Après un recul de 5,5 % de leur revenu net à 13,5 milliards d’euros en 2016, les agriculteurs français sont plus que jamais confrontés à une nouvelle exigence de productivité et de compétitivité et ce défi est d’autant plus difficile à relever qu’il doit s’inscrire dans la perspective d’une agriculture durable et toujours plus respectueuse de l’environnement.
Heureusement, une révolution à la fois culturelle et technologique, celle de l’agriculture numérique, peut permettre à nos agriculteurs de réussir cette mutation historique.
Depuis le début de cette décennie, sans que le grand public s’en rende compte, robots et outils numériques - qu’il s’agisse des systèmes d’autoguidage pour tracteurs, des services de télédétection et d’aide à la décision ou des robots modulables - sont sortis des laboratoires pour se diffuser de plus en plus largement dans nos fermes. Fait révélateur, les systèmes d’autoguidage devraient cette année être utilisés dans plus de la moitié des exploitations et les robots assurant la traite laitière équipent à présent une exploitation laitière sur dix et ont vu leur nombre doubler en 5 ans. En matière d’élevage, les robots d’alimentation automatisée ont récemment fait leur apparition. Contrôlables à distance par smartphone, ils permettent la distribution en continu de rations optimisées pour le bétail et font gagner un temps précieux aux agriculteurs. Il faut également souligner l’arrivée récente des robots désherbeurs, comme celui que vient de présenter l’entreprise toulousaine Naïo Technologies.

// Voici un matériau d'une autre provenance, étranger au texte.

//! Trip request repository: join, accept, reject, cancel
//!
//! All lifecycle transitions run inside one transaction with the request
//! row and its trip row locked, so the status change and the seat
//! accounting land together or not at all. Acceptance decrements the seat
//! count conditionally (`available_seats > 0`); cancelling a previously
//! accepted request restores exactly one seat.

use anyhow::Result;
use sqlx::{PgPool, Row, postgres::PgRow};
use tracing::info;
use uuid::Uuid;

use super::DomainError;
use crate::models::{Participation, RequestStatus, Trip, TripRequest, TripRequestWithContext};

/// Trip request repository
#[derive(Clone)]
pub struct TripRequestRepository {
    pool: PgPool,
}

impl TripRequestRepository {
    /// Create a new trip request repository
    pub fn new(pool: PgPool) -> Self {
        Self { pool }
    }

    /// Ask to join a trip
    ///
    /// The trip must be open, the caller must not be its creator, and at
    /// most one non-cancelled request may exist per (trip, user). The
    /// partial unique index backs up the existence check against
    /// concurrent joins.
    pub async fn create(&self, trip_id: Uuid, user_id: Uuid) -> Result<TripRequest, DomainError> {
        let mut tx = self.pool.begin().await?;

        let trip_row = sqlx::query("SELECT creator_id, status FROM trips WHERE id = $1 FOR UPDATE")
            .bind(trip_id)
            .fetch_optional(&mut *tx)
            .await?
            .ok_or(DomainError::NotFound)?;

        let creator_id: Uuid = trip_row.get("creator_id");
        let status: String = trip_row.get("status");

        if creator_id == user_id {
            return Err(DomainError::Forbidden);
        }
        if status != "open" {
            return Err(DomainError::InvalidState(
                "Trip is not open for requests".to_string(),
            ));
        }

        let exists: bool = sqlx::query_scalar(
            r#"
            SELECT EXISTS (
                SELECT 1 FROM trip_requests
                WHERE trip_id = $1 AND user_id = $2 AND status <> 'cancelled'
            )
            "#,
        )
        .bind(trip_id)
        .bind(user_id)
        .fetch_one(&mut *tx)
        .await?;

        if exists {
            return Err(DomainError::DuplicateRequest);
        }

        let row = sqlx::query(
            r#"
            INSERT INTO trip_requests (trip_id, user_id)
            VALUES ($1, $2)
            RETURNING id, trip_id, user_id, status, created_at, updated_at
            "#,
        )
        .bind(trip_id)
        .bind(user_id)
        .fetch_one(&mut *tx)
        .await
        .map_err(|e| match &e {
            sqlx::Error::Database(db) if db.is_unique_violation() => DomainError::DuplicateRequest,
            _ => DomainError::Database(e),
        })?;

        let request = row_to_request(&row)?;
        tx.commit().await?;

        info!("User {} requested to join trip {}", user_id, trip_id);

        Ok(request)
    }

    /// Accept a pending request; trip-creator only
    ///
    /// The seat decrement is conditional on a seat being left. Zero rows
    /// affected rolls the whole transaction back, so the request never
    /// ends up accepted on a trip without seats.
    pub async fn accept(
        &self,
        request_id: Uuid,
        caller: Uuid,
    ) -> Result<(TripRequest, Trip), DomainError> {
        let mut tx = self.pool.begin().await?;

        let row = self.lock_request(&mut tx, request_id).await?;

        let trip_id: Uuid = row.get("trip_id");
        let creator_id: Uuid = row.get("creator_id");
        let status: RequestStatus = parse_status(&row)?;

        if creator_id != caller {
            return Err(DomainError::Forbidden);
        }
        if !status.can_be_decided() {
            return Err(DomainError::InvalidState(
                "Request is not pending".to_string(),
            ));
        }

        let request_row = sqlx::query(
            r#"
            UPDATE trip_requests
            SET status = 'accepted', updated_at = NOW()
            WHERE id = $1
            RETURNING id, trip_id, user_id, status, created_at, updated_at
            "#,
        )
        .bind(request_id)
        .fetch_one(&mut *tx)
        .await?;

        let trip_row = sqlx::query(
            r#"
            UPDATE trips
            SET available_seats = available_seats - 1, updated_at = NOW()
            WHERE id = $1 AND available_seats > 0
            RETURNING id, spot_id, creator_id, departure_point, departure_time,
                      available_seats, difficulty, status, created_at, updated_at
            "#,
        )
        .bind(trip_id)
        .fetch_optional(&mut *tx)
        .await?
        .ok_or(DomainError::SeatsExhausted)?;

        let request = row_to_request(&request_row)?;
        let trip = super::trips::row_to_trip(&trip_row)?;
        tx.commit().await?;

        info!("Request {} accepted, trip {} has {} seats left",
            request_id, trip.id, trip.available_seats);

        Ok((request, trip))
    }

    /// Reject a pending request; trip-creator only, no side effects
    pub async fn reject(&self, request_id: Uuid, caller: Uuid) -> Result<TripRequest, DomainError> {
        let mut tx = self.pool.begin().await?;

        let row = self.lock_request(&mut tx, request_id).await?;

        let creator_id: Uuid = row.get("creator_id");
        let status: RequestStatus = parse_status(&row)?;

        if creator_id != caller {
            return Err(DomainError::Forbidden);
        }
        if !status.can_be_decided() {
            return Err(DomainError::InvalidState(
                "Request is not pending".to_string(),
            ));
        }

        let request_row = sqlx::query(
            r#"
            UPDATE trip_requests
            SET status = 'rejected', updated_at = NOW()
            WHERE id = $1
            RETURNING id, trip_id, user_id, status, created_at, updated_at
            "#,
        )
        .bind(request_id)
        .fetch_one(&mut *tx)
        .await?;

        let request = row_to_request(&request_row)?;
        tx.commit().await?;

        Ok(request)
    }

    /// Cancel the caller's own request
    ///
    /// Allowed while pending or accepted. Cancelling an accepted request
    /// gives its seat back to the trip in the same transaction.
    pub async fn cancel(
        &self,
        request_id: Uuid,
        caller: Uuid,
    ) -> Result<(TripRequest, Option<Trip>), DomainError> {
        let mut tx = self.pool.begin().await?;

        let row = self.lock_request(&mut tx, request_id).await?;

        let trip_id: Uuid = row.get("trip_id");
        let user_id: Uuid = row.get("user_id");
        let status: RequestStatus = parse_status(&row)?;

        if user_id != caller {
            return Err(DomainError::Forbidden);
        }
        if !status.can_be_cancelled() {
            return Err(DomainError::InvalidState(
                "Request can no longer be cancelled".to_string(),
            ));
        }

        let request_row = sqlx::query(
            r#"
            UPDATE trip_requests
            SET status = 'cancelled', updated_at = NOW()
            WHERE id = $1
            RETURNING id, trip_id, user_id, status, created_at, updated_at
            "#,
        )
        .bind(request_id)
        .fetch_one(&mut *tx)
        .await?;

        // A seat was consumed on acceptance; hand it back.
        let trip = if status == RequestStatus::Accepted {
            let trip_row = sqlx::query(
                r#"
                UPDATE trips
                SET available_seats = available_seats + 1, updated_at = NOW()
                WHERE id = $1
                RETURNING id, spot_id, creator_id, departure_point, departure_time,
                          available_seats, difficulty, status, created_at, updated_at
                "#,
            )
            .bind(trip_id)
            .fetch_one(&mut *tx)
            .await?;

            Some(super::trips::row_to_trip(&trip_row)?)
        } else {
            None
        };

        let request = row_to_request(&request_row)?;
        tx.commit().await?;

        info!("Request {} cancelled by its requester", request_id);

        Ok((request, trip))
    }

    /// The caller's live request for a trip, if any
    pub async fn find_for_trip_and_user(
        &self,
        trip_id: Uuid,
        user_id: Uuid,
    ) -> Result<Option<TripRequest>> {
        let row = sqlx::query(
            r#"
            SELECT id, trip_id, user_id, status, created_at, updated_at
            FROM trip_requests
            WHERE trip_id = $1 AND user_id = $2 AND status <> 'cancelled'
            ORDER BY created_at DESC
            LIMIT 1
            "#,
        )
        .bind(trip_id)
        .bind(user_id)
        .fetch_optional(&self.pool)
        .await?;

        row.as_ref().map(row_to_request).transpose()
    }

    /// Pending requests across the caller's own trips, newest first
    pub async fn list_pending_for_creator(
        &self,
        creator_id: Uuid,
    ) -> Result<Vec<TripRequestWithContext>> {
        let rows = sqlx::query(
            r#"
            SELECT r.id, r.trip_id, r.user_id, r.status, r.created_at, r.updated_at,
                   s.name AS spot_name, p.full_name AS requester_name, t.departure_time
            FROM trip_requests r
            JOIN trips t ON t.id = r.trip_id
            JOIN spots s ON s.id = t.spot_id
            JOIN profiles p ON p.id = r.user_id
            WHERE t.creator_id = $1 AND r.status = 'pending'
            ORDER BY r.created_at DESC
            "#,
        )
        .bind(creator_id)
        .fetch_all(&self.pool)
        .await?;

        rows.iter().map(row_to_request_with_context).collect()
    }

    /// All requests the caller has sent, newest first
    pub async fn list_for_user(&self, user_id: Uuid) -> Result<Vec<TripRequestWithContext>> {
        let rows = sqlx::query(
            r#"
            SELECT r.id, r.trip_id, r.user_id, r.status, r.created_at, r.updated_at,
                   s.name AS spot_name, p.full_name AS requester_name, t.departure_time
            FROM trip_requests r
            JOIN trips t ON t.id = r.trip_id
            JOIN spots s ON s.id = t.spot_id
            JOIN profiles p ON p.id = r.user_id
            WHERE r.user_id = $1
            ORDER BY r.created_at DESC
            "#,
        )
        .bind(user_id)
        .fetch_all(&self.pool)
        .await?;

        rows.iter().map(row_to_request_with_context).collect()
    }

    /// Trips the caller was accepted into, newest acceptance first
    pub async fn list_participations(&self, user_id: Uuid) -> Result<Vec<Participation>> {
        let rows = sqlx::query(
            r#"
            SELECT t.id, t.spot_id, t.creator_id, t.departure_point, t.departure_time,
                   t.available_seats, t.difficulty, t.status, t.created_at, t.updated_at,
                   s.name AS spot_name, p.full_name AS creator_name,
                   r.id AS request_id, r.status AS request_status,
                   r.created_at AS request_created_at, r.updated_at AS request_updated_at
            FROM trip_requests r
            JOIN trips t ON t.id = r.trip_id
            JOIN spots s ON s.id = t.spot_id
            JOIN profiles p ON p.id = t.creator_id
            WHERE r.user_id = $1 AND r.status = 'accepted'
            ORDER BY r.created_at DESC
            "#,
        )
        .bind(user_id)
        .fetch_all(&self.pool)
        .await?;

        rows.iter()
            .map(|row| {
                let trip = super::trips::row_to_summary(row)?;
                let request = TripRequest {
                    id: row.get("request_id"),
                    trip_id: row.get("id"),
                    user_id,
                    status: row.get::<String, _>("request_status").parse()?,
                    created_at: row.get("request_created_at"),
                    updated_at: row.get("request_updated_at"),
                };
                Ok(Participation { trip, request })
            })
            .collect()
    }

    /// Lock a request row together with its trip row
    async fn lock_request(
        &self,
        tx: &mut sqlx::Transaction<'_, sqlx::Postgres>,
        request_id: Uuid,
    ) -> Result<PgRow, DomainError> {
        sqlx::query(
            r#"
            SELECT r.id, r.trip_id, r.user_id, r.status, t.creator_id
            FROM trip_requests r
            JOIN trips t ON t.id = r.trip_id
            WHERE r.id = $1
            FOR UPDATE OF r, t
            "#,
        )
        .bind(request_id)
        .fetch_optional(&mut **tx)
        .await?
        .ok_or(DomainError::NotFound)
    }
}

Baptisée Dino, cette machine de 600 kg mesure 2,20 m x 2,10 x 1,30. Elle a été spécialement conçue pour la culture des légumes. Cet automate à propulsion électrique est capable de « travailler » jusqu’à huit heures par jour en pleine autonomie, ce qui lui permet de traiter en moyenne quatre hectares par jour. Particulièrement efficaces pour les cultures maraîchères, ce robot effectue un travail méthodique de désherbage mécanique, grâce à sa panoplie d’outils modulables. Ce désherbage robotisé régulier fait non seulement gagner un temps précieux à l’exploitant mais réduit également sensiblement le recours aux produits chimiques. Naio ne compte pas s’arrêter en si bon chemin et devrait bientôt présenter un robot capable de désherber mécaniquement les vignes.
Autre exemple de cette révolution robotique en cours dans l’agriculture : le robot EffiBOT, conçu par l’entreprise clermontoise Effidence pour assister les horticulteurs, viticulteurs et maraîchers. Cette machine, installable sur tout type de véhicule et équipée d’un système de navigation autonome, suit son utilisateur pour le chargement d’une récolte (jusqu’à 300 kg) et, une fois plein, il se déleste de son chargement et revient travailler.
CNH industrial propose pour sa part un nouveau tracteur autonome bardé de différents types de capteurs, de caméras vidéos et infrarouge et muni d’un radar. Son GPS ultra-précis lui permet d’évoluer avec une précision de moins de deux centimètres. D’ici 2020, CNH industrial proposera un système de pilotage à distance qui intégrera la communication entre engins et permettra la formation et la gestion de véritables convois de machines autonomes, capables de travailler la nuit et par tout temps.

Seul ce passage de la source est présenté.